A Clarion Call to Action: An interview with Dr. Roger McIntyre to discuss COVID-19, unemployment, and suicide. in interview with our Editor We sat down over the safe distance of video conferencing recently with Dr. Roger McIntyre, M.D., FRCPC, Professor of Psychiatry and Pharmacology, University of Toronto and Head of the Mood Disorders Psychopharmacology Unit at University Health Network to discuss his assessment of the state of mental health in amidst the current COVID-19 pandemic. Here are some thoughts he shared with us: PSY Hello, Dr. McIntyre. Thank you for joining us today. You recently co-authored a letter to World Psychiatry highlighting the correlation between employment and suicide (McIntyre & Lee, 2020). Could you highlight for us the concern you addressed? RM It begins with this current situation we’re in with respect to the global threat to mental health. I’ve often referred to it as a “triple threat”: anxiety about the virus, insecurity concerning finances, and the (impact of) quarantine and physical distancing. When we began to see this unfold in the early months of this year, it appeared to me that this was not only a viral pandemic, this was going to be a mental health pandemic. The reason why is that I began to think of lessons (we can take) from history. I specifically wanted to focus on the relationship between (mental health and) the economic shock, which is a consequence of unemployment. We’ve seen about 15 years of job creation eliminated in about six weeks in Canada, which is an unthinkable statistic, and the Statistics Canada unemployment rate is now approaching 14 percent. When we look at mental health broadly, the most robust association between macro-economics and mental illness is the link with suicide.

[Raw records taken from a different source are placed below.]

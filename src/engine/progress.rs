//! Progress bar utilities for displaying hashing status

use kdam::{Animation, Bar, BarExt};
use std::sync::{Arc, Mutex};

// Progress bar type alias
pub type ProgressBar = Arc<Mutex<Bar>>;

/// Create a progress bar over `total` files.
pub fn create_progress_bar(total: usize, desc: &'static str) -> ProgressBar {
    Arc::new(Mutex::new(kdam::tqdm!(
        total = total,
        desc = desc,
        animation = Animation::Classic,
        unit = " files"
    )))
}

/// Advance the bar by `n`. Only the pool's collecting thread updates it, so the lock is uncontended.
pub fn update_progress_bar(pb: &ProgressBar, n: usize) {
    if let Ok(mut pb) = pb.lock() {
        let _ = pb.update(n);
    }
}

/// Final redraw, then end the bar's line so later output starts clean.
pub fn finish_progress_bar(pb: &ProgressBar) {
    if let Ok(mut bar) = pb.lock() {
        let _ = bar.refresh();
        eprintln!();
    }
}

/// Create a progress callback that updates the bar; `None` when there is no bar.
pub fn progress_callback(bar: &Option<ProgressBar>) -> Option<Box<dyn Fn(usize) + Send>> {
    bar.as_ref().map(|bar| {
        let bar = Arc::clone(bar);
        Box::new(move |n: usize| update_progress_bar(&bar, n)) as Box<dyn Fn(usize) + Send>
    })
}
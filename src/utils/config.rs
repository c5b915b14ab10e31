//! Application configuration constants.
//! Tuning and thresholds in one place.

use std::sync::OnceLock;

// ---- Package / paths (from CARGO_PKG_NAME, cached) ----

/// Package-derived file names: built once from `CARGO_PKG_NAME`, then cached.
pub struct PackagePaths {
    db_filename: String,
    config_filename: String,
}

static PACKAGE_PATHS: OnceLock<PackagePaths> = OnceLock::new();

impl PackagePaths {
    /// Build and cache names from `CARGO_PKG_NAME`. Called once on first use.
    pub fn get() -> &'static PackagePaths {
        PACKAGE_PATHS.get_or_init(|| {
            let pkg = env!("CARGO_PKG_NAME");
            PackagePaths {
                db_filename: "duplicates.db".to_string(),
                config_filename: format!(".{pkg}.toml"),
            }
        })
    }

    /// Default result database file name, created inside the scanned directory.
    pub fn db_filename(&self) -> &str {
        &self.db_filename
    }

    /// Per-directory settings file (see [`crate::utils::dupescan_toml`]).
    pub fn config_filename(&self) -> &str {
        &self.config_filename
    }
}

// ---- Worker threads ----

pub struct WorkerConsts;

impl WorkerConsts {
    /// Fixed default for the hashing pool. Hashing is I/O bound; more workers than this rarely help.
    pub const DEFAULT_WORKERS: usize = 10;
}

// ---- Hashing ----

/// Hashing I/O buffer sizes.
pub struct HashingConsts;

impl HashingConsts {
    /// Read buffer per worker (bytes). 128 KiB. Memory per file hashed is bounded by this.
    pub const READ_BUFFER_SIZE: usize = 128 * 1024;
    /// Hex digest length for SHA-256.
    pub const DIGEST_HEX_LEN: usize = 64;
}

// ---- Database ----

/// Batch size for DB insert chunks (balance transaction size vs round-trips).
pub const DB_INSERT_BATCH_SIZE: usize = 1000;

/// Width of the separator printed between duplicate groups.
pub const REPORT_SEPARATOR_WIDTH: usize = 65;
use anyhow::Result;
use log::debug;
use std::path::{Path, PathBuf};
use std::sync::atomic::Ordering;

use crate::engine::tools::{canonicalize_db_path, validate_root};
use crate::pipeline::pool::{PoolOpts, run_pool};
use crate::pipeline::walk::{DiscoveredPaths, discover, walk_context};
use crate::{ScanOpts, ScanSession};

/// Progress callback handed to the pool.
pub type ProgressFn = Box<dyn Fn(usize) + Send>;

/// Validate `root` and walk it. Returns the canonical root and what the walk found.
pub fn discover_root(root: &Path, opts: &ScanOpts) -> Result<(PathBuf, DiscoveredPaths)> {
    let root = validate_root(root)?;
    let db_canonical = opts.db_path.as_deref().and_then(canonicalize_db_path);
    let ctx = walk_context(&root, db_canonical, &opts.exclude, opts.strict);
    let found = discover(&ctx)?;
    Ok((root, found))
}

/// Discovery → hashing pool. `make_progress` receives the number of discovered paths and may
/// return a callback the pool calls once per finished path.
/// Walk → path channel → workers (SHA-256) → outcome channel → [`ScanSession`].
pub fn run_scan_pipeline<F>(root: &Path, opts: &ScanOpts, make_progress: F) -> Result<ScanSession>
where
    F: FnOnce(usize) -> Option<ProgressFn>,
{
    let (root, found) = discover_root(root, opts)?;
    let DiscoveredPaths { paths, skipped } = found;

    let pool_opts = PoolOpts {
        workers: opts.workers,
        cancel: opts.cancel.clone(),
        on_progress: make_progress(paths.len()),
    };
    let outcome = run_pool(paths.iter().cloned(), &pool_opts);
    let cancelled = opts
        .cancel
        .as_ref()
        .is_some_and(|c| c.load(Ordering::Relaxed));
    debug!(
        "Scan of {}: {} discovered, {} hashed, {} failed{}",
        root.display(),
        paths.len(),
        outcome.results.len(),
        outcome.failures.len(),
        if cancelled { " (cancelled)" } else { "" }
    );

    Ok(ScanSession {
        root,
        discovered: paths,
        results: outcome.results,
        failures: outcome.failures,
        skipped,
        cancelled,
    })
}
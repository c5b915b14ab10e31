//! Scan-and-store flow used by the CLI: pick a mode, run the pipeline, persist, query.

use anyhow::{Result, bail};
use log::{debug, info};
use std::path::{Path, PathBuf};
use std::sync::Arc;
use std::sync::atomic::AtomicBool;

use crate::engine::progress::{create_progress_bar, finish_progress_bar, progress_callback};
use crate::engine::{
    count_files, load_duplicates, open_db, open_db_in_memory, store_results, store_to_file,
};
use crate::pipeline::run_scan_pipeline;
use crate::utils::config::PackagePaths;
use crate::{DuplicateGroup, Opts, ScanCounts, ScanOpts, ScanSession};

/// What the CLI should do for a given set of flags.
#[derive(Clone, Copy, Debug, PartialEq, Eq)]
pub enum Mode {
    /// Hash the tree and replace the stored results.
    Scan,
    /// Print the stored duplicate report without rescanning.
    ListStored,
    /// Nothing requested.
    Help,
}

/// temp or force always scan; list scans only when there is no database yet.
pub fn select_mode(opts: &Opts, db_exists: bool) -> Mode {
    if opts.temp || opts.force || (opts.list && !db_exists) {
        Mode::Scan
    } else if opts.list {
        Mode::ListStored
    } else {
        Mode::Help
    }
}

/// Database path from options, or the package default inside `root`.
pub fn resolve_db_path(root: &Path, opts: &Opts) -> PathBuf {
    opts.db_path
        .clone()
        .unwrap_or_else(|| root.join(PackagePaths::get().db_filename()))
}

/// Outcome of a scan run: the session, counts read back from the store, and the duplicate groups
/// when listing was requested.
#[derive(Debug)]
pub struct ScanSummary {
    pub session: ScanSession,
    pub counts: ScanCounts,
    pub duplicates: Option<Vec<DuplicateGroup>>,
}

/// Scan `root`, store results (in memory when `opts.temp`, otherwise atomically to `db_path`) and
/// read back counts. A cancelled scan is not stored.
pub fn scan_and_store(
    root: &Path,
    db_path: &Path,
    opts: &Opts,
    cancel: Option<Arc<AtomicBool>>,
) -> Result<ScanSummary> {
    let mut scan_opts = ScanOpts::from(opts);
    scan_opts.db_path = (!opts.temp).then(|| db_path.to_path_buf());
    scan_opts.cancel = cancel;

    let verbose = opts.verbose;
    let mut bar = None;
    let session = run_scan_pipeline(root, &scan_opts, |total| {
        bar = verbose.then(|| create_progress_bar(total, "Hashing"));
        progress_callback(&bar)
    })?;
    if let Some(bar) = bar.as_ref() {
        finish_progress_bar(bar);
    }

    if session.cancelled {
        bail!(
            "Scan cancelled by user after {} of {} files; results were not stored",
            session.results.len(),
            session.discovered.len()
        );
    }

    let conn = if opts.temp {
        debug!("Using in-memory database");
        let mut conn = open_db_in_memory()?;
        store_results(&mut conn, &session.results)?;
        conn
    } else {
        store_to_file(db_path, &session.results)?;
        info!("Results stored in {}", db_path.display());
        open_db(db_path)?
    };

    let counts = count_files(&conn)?;
    let duplicates = if opts.list || opts.temp {
        Some(load_duplicates(&conn)?)
    } else {
        None
    };
    Ok(ScanSummary {
        session,
        counts,
        duplicates,
    })
}

/// Read the stored report from an existing database.
pub fn list_stored(db_path: &Path) -> Result<(ScanCounts, Vec<DuplicateGroup>)> {
    let conn = open_db(db_path)?;
    Ok((count_files(&conn)?, load_duplicates(&conn)?))
}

If we go back to the Great Recession (2007–09), the Asian financial crisis (1997-99), and, of course, the Great Depression (1929-33), what we’ve observed is a fairly consistent relationship. 12
I call it the “one percent rule”; for every one percent increase in unemployment during these times that I mentioned, around the world in disparate economies there is a commensurate increase in suicide of one percent. Again, association, not causation, but highly replicated. PSY
It’s that consistent, is it?
RM It’s really consistent. And to add further merit to the association, interventions that governments put in place in some economies of Europe and also in Asia, like Japan, to mitigate some of the broader health risks of the economic shock during the Great Recession showed that government expenditures in specific areas reduced mental illness and suicide. So that provides further strength to the association.